Copy the full listing, changing nothing.

Task input:
_____

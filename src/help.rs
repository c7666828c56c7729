//! Popup listing the demo's key bindings
use ratatui::{
    buffer::Buffer,
    layout::{Alignment, Flex, Layout, Rect},
    style::{Modifier, Style},
    text::{Line, Span, Text},
    widgets::{Block, Clear, Padding, Paragraph, Widget},
};

/// Tab-switching digits stop at 9
const MAX_DIGIT_TABS: usize = 9;

/// Keys that do the same thing everywhere, shown in this order after the
/// digit binding
static FIXED_BINDINGS: &[(&str, &str)] = &[
    ("?", "Show this help"),
    ("q, ESC", "Quit"),
    ("CTRL+C", "Quit, even from this help"),
];

static MOVE_BINDINGS: &[(&str, &str)] = &[
    ("LEFT, RIGHT", "Move to the previous or next day"),
    ("UP, DOWN", "Move up or down a week, or pick a setting"),
    ("TAB, SHIFT+TAB", "Switch to the next or previous tab"),
    ("CTRL+RIGHT, CTRL+LEFT", "Same as TAB and SHIFT+TAB"),
];

const DISMISS: &str = "Press any key to dismiss.";

#[derive(Clone, Debug, Eq, PartialEq)]
pub(crate) struct Help {
    style: Style,
    bindings: Vec<(String, &'static str)>,
}

impl Help {
    /// Lists the bindings for a tab bar with `tab_count` tabs
    pub(crate) fn new(style: Style, tab_count: usize) -> Help {
        let owned = |&(keys, action): &(&str, &'static str)| (keys.to_owned(), action);
        let mut bindings = MOVE_BINDINGS.iter().map(owned).collect::<Vec<_>>();
        let digits = (1..=tab_count.min(MAX_DIGIT_TABS))
            .map(|i| i.to_string())
            .collect::<Vec<_>>();
        if !digits.is_empty() {
            bindings.push((digits.join(", "), "Switch to the numbered tab"));
        }
        bindings.extend(FIXED_BINDINGS.iter().map(owned));
        Help { style, bindings }
    }

    fn to_text(&self) -> Text<'static> {
        let key_width = self
            .bindings
            .iter()
            .map(|(keys, _)| Span::raw(keys.as_str()).width())
            .max()
            .unwrap_or_default();
        let key_style = self.style.add_modifier(Modifier::BOLD);
        let mut lines = self
            .bindings
            .iter()
            .map(|(keys, action)| {
                Line::from(vec![
                    Span::styled(format!("{keys:<key_width$}  "), key_style),
                    Span::raw(*action),
                ])
            })
            .collect::<Vec<_>>();
        lines.push(Line::default());
        lines.push(Line::raw(DISMISS));
        Text::from(lines)
    }
}

impl Widget for Help {
    fn render(self, area: Rect, buf: &mut Buffer) {
        let text = self.to_text();
        // Two columns of border plus one of padding on each side
        let width = u16::try_from(text.width())
            .unwrap_or(u16::MAX)
            .saturating_add(4)
            .min(area.width);
        let height = u16::try_from(text.height())
            .unwrap_or(u16::MAX)
            .saturating_add(2)
            .min(area.height);
        let [popup] = Layout::horizontal([width]).flex(Flex::Center).areas(area);
        let [popup] = Layout::vertical([height]).flex(Flex::Center).areas(popup);
        let block = Block::bordered()
            .title(" Keys ")
            .title_alignment(Alignment::Center)
            .padding(Padding::horizontal(1));
        Clear.render(popup, buf);
        Paragraph::new(text)
            .block(block)
            .style(self.style)
            .render(popup, buf);
    }
}
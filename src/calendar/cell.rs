use time::{Date, Weekday};

/// Horizontal position of a cell within its row, which selects the border
/// variant drawn around it
#[derive(Clone, Copy, Debug, Eq, Hash, PartialEq)]
pub enum ColumnRole {
    First,
    Middle,
    Last,
    /// The only visible column, bordered on both sides
    Only,
}

impl ColumnRole {
    /// Classifies `weekday` against the first and last visible weekdays of a
    /// row
    pub fn classify(weekday: Weekday, first: Option<Weekday>, last: Option<Weekday>) -> ColumnRole {
        if Some(weekday) == first && first == last {
            ColumnRole::Only
        } else if Some(weekday) == first {
            ColumnRole::First
        } else if Some(weekday) == last {
            ColumnRole::Last
        } else {
            ColumnRole::Middle
        }
    }
}

#[derive(Clone, Copy, Debug, Eq, Hash, PartialEq)]
pub enum RowRole {
    Interior,
    Bottom,
}

/// One slot of a laid-out grid.  Computed fresh for every render.
#[derive(Clone, Copy, Debug, Eq, Hash, PartialEq)]
pub struct GridCell {
    pub weekday: Weekday,
    /// `None` for the padding cells before the first and after the last day
    /// of a month
    pub date: Option<Date>,
    pub active: bool,
    pub column: ColumnRole,
    pub row: RowRole,
}

impl GridCell {
    pub(crate) fn blank(weekday: Weekday) -> GridCell {
        GridCell {
            weekday,
            date: None,
            active: false,
            column: ColumnRole::Middle,
            row: RowRole::Interior,
        }
    }

    pub(crate) fn dated(date: Date, active: bool) -> GridCell {
        GridCell {
            date: Some(date),
            active,
            ..GridCell::blank(date.weekday())
        }
    }

    pub fn day(&self) -> Option<u8> {
        self.date.map(|d| d.day())
    }

    pub fn is_blank(&self) -> bool {
        self.date.is_none()
    }
}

_____

Answer area:
filename src/help.rs
repository c7666828c56c7729
//! Popup listing the demo's key bindings
use ratatui::{
    buffer::Buffer,
    layout::{Alignment, Flex, Layout, Rect},
    style::{Modifier, Style},
    text::{Line, Span, Text},
    widgets::{Block, Clear, Padding, Paragraph, Widget},
};

/// Tab-switching digits stop at 9
const MAX_DIGIT_TABS: usize = 9;

/// Keys that do the same thing everywhere, shown in this order after the
/// digit binding
static FIXED_BINDINGS: &[(&str, &str)] = &[
    ("?", "Show this help"),
    ("q, ESC", "Quit"),
    ("CTRL+C", "Quit, even from this help"),
];

static MOVE_BINDINGS: &[(&str, &str)] = &[
    ("LEFT, RIGHT", "Move to the previous or next day"),
    ("UP, DOWN", "Move up or down a week, or pick a setting"),
    ("TAB, SHIFT+TAB", "Switch to the next or previous tab"),
    ("CTRL+RIGHT, CTRL+LEFT", "Same as TAB and SHIFT+TAB"),
];

const DISMISS: &str = "Press any key to dismiss.";

#[derive(Clone, Debug, Eq, PartialEq)]
pub(crate) struct Help {
    style: Style,
    bindings: Vec<(String, &'static str)>,
}

impl Help {
    /// Lists the bindings for a tab bar with `tab_count` tabs
    pub(crate) fn new(style: Style, tab_count: usize) -> Help {
        let owned = |&(keys, action): &(&str, &'static str)| (keys.to_owned(), action);
        let mut bindings = MOVE_BINDINGS.iter().map(owned).collect::<Vec<_>>();
        let digits = (1..=tab_count.min(MAX_DIGIT_TABS))
            .map(|i| i.to_string())
            .collect::<Vec<_>>();
        if !digits.is_empty() {
            bindings.push((digits.join(", "), "Switch to the numbered tab"));
        }
        bindings.extend(FIXED_BINDINGS.iter().map(owned));
        Help { style, bindings }
    }

    fn to_text(&self) -> Text<'static> {
        let key_width = self
            .bindings
            .iter()
            .map(|(keys, _)| Span::raw(keys.as_str()).width())
            .max()
            .unwrap_or_default();
        let key_style = self.style.add_modifier(Modifier::BOLD);
        let mut lines = self
            .bindings
            .iter()
            .map(|(keys, action)| {
                Line::from(vec![
                    Span::styled(format!("{keys:<key_width$}  "), key_style),
                    Span::raw(*action),
                ])
            })
            .collect::<Vec<_>>();
        lines.push(Line::default());
        lines.push(Line::raw(DISMISS));
        Text::from(lines)
    }
}

impl Widget for Help {
    fn render(self, area: Rect, buf: &mut Buffer) {
        let text = self.to_text();
        // Two columns of border plus one of padding on each side
        let width = u16::try_from(text.width())
            .unwrap_or(u16::MAX)
            .saturating_add(4)
            .min(area.width);
        let height = u16::try_from(text.height())
            .unwrap_or(u16::MAX)
            .saturating_add(2)
            .min(area.height);
        let [popup] = Layout::horizontal([width]).flex(Flex::Center).areas(area);
        let [popup] = Layout::vertical([height]).flex(Flex::Center).areas(popup);
        let block = Block::bordered()
            .title(" Keys ")
            .title_alignment(Alignment::Center)
            .padding(Padding::horizontal(1));
        Clear.render(popup, buf);
        Paragraph::new(text)
            .block(block)
            .style(self.style)
            .render(popup, buf);
    }
}
filename src/calendar/cell.rs
use time::{Date, Weekday};

/// Horizontal position of a cell within its row, which selects the border
/// variant drawn around it
#[derive(Clone, Copy, Debug, Eq, Hash, PartialEq)]
pub enum ColumnRole {
    First,
    Middle,
    Last,
    /// The only visible column, bordered on both sides
    Only,
}

impl ColumnRole {
    /// Classifies `weekday` against the first and last visible weekdays of a
    /// row
    pub fn classify(weekday: Weekday, first: Option<Weekday>, last: Option<Weekday>) -> ColumnRole {
        if Some(weekday) == first && first == last {
            ColumnRole::Only
        } else if Some(weekday) == first {
            ColumnRole::First
        } else if Some(weekday) == last {
            ColumnRole::Last
        } else {
            ColumnRole::Middle
        }
    }
}

#[derive(Clone, Copy, Debug, Eq, Hash, PartialEq)]
pub enum RowRole {
    Interior,
    Bottom,
}

/// One slot of a laid-out grid.  Computed fresh for every render.
#[derive(Clone, Copy, Debug, Eq, Hash, PartialEq)]
pub struct GridCell {
    pub weekday: Weekday,
    /// `None` for the padding cells before the first and after the last day
    /// of a month
    pub date: Option<Date>,
    pub active: bool,
    pub column: ColumnRole,
    pub row: RowRole,
}

impl GridCell {
    pub(crate) fn blank(weekday: Weekday) -> GridCell {
        GridCell {
            weekday,
            date: None,
            active: false,
            column: ColumnRole::Middle,
            row: RowRole::Interior,
        }
    }

    pub(crate) fn dated(date: Date, active: bool) -> GridCell {
        GridCell {
            date: Some(date),
            active,
            ..GridCell::blank(date.weekday())
        }
    }

    pub fn day(&self) -> Option<u8> {
        self.date.map(|d| d.day())
    }

    pub fn is_blank(&self) -> bool {
        self.date.is_none()
    }
}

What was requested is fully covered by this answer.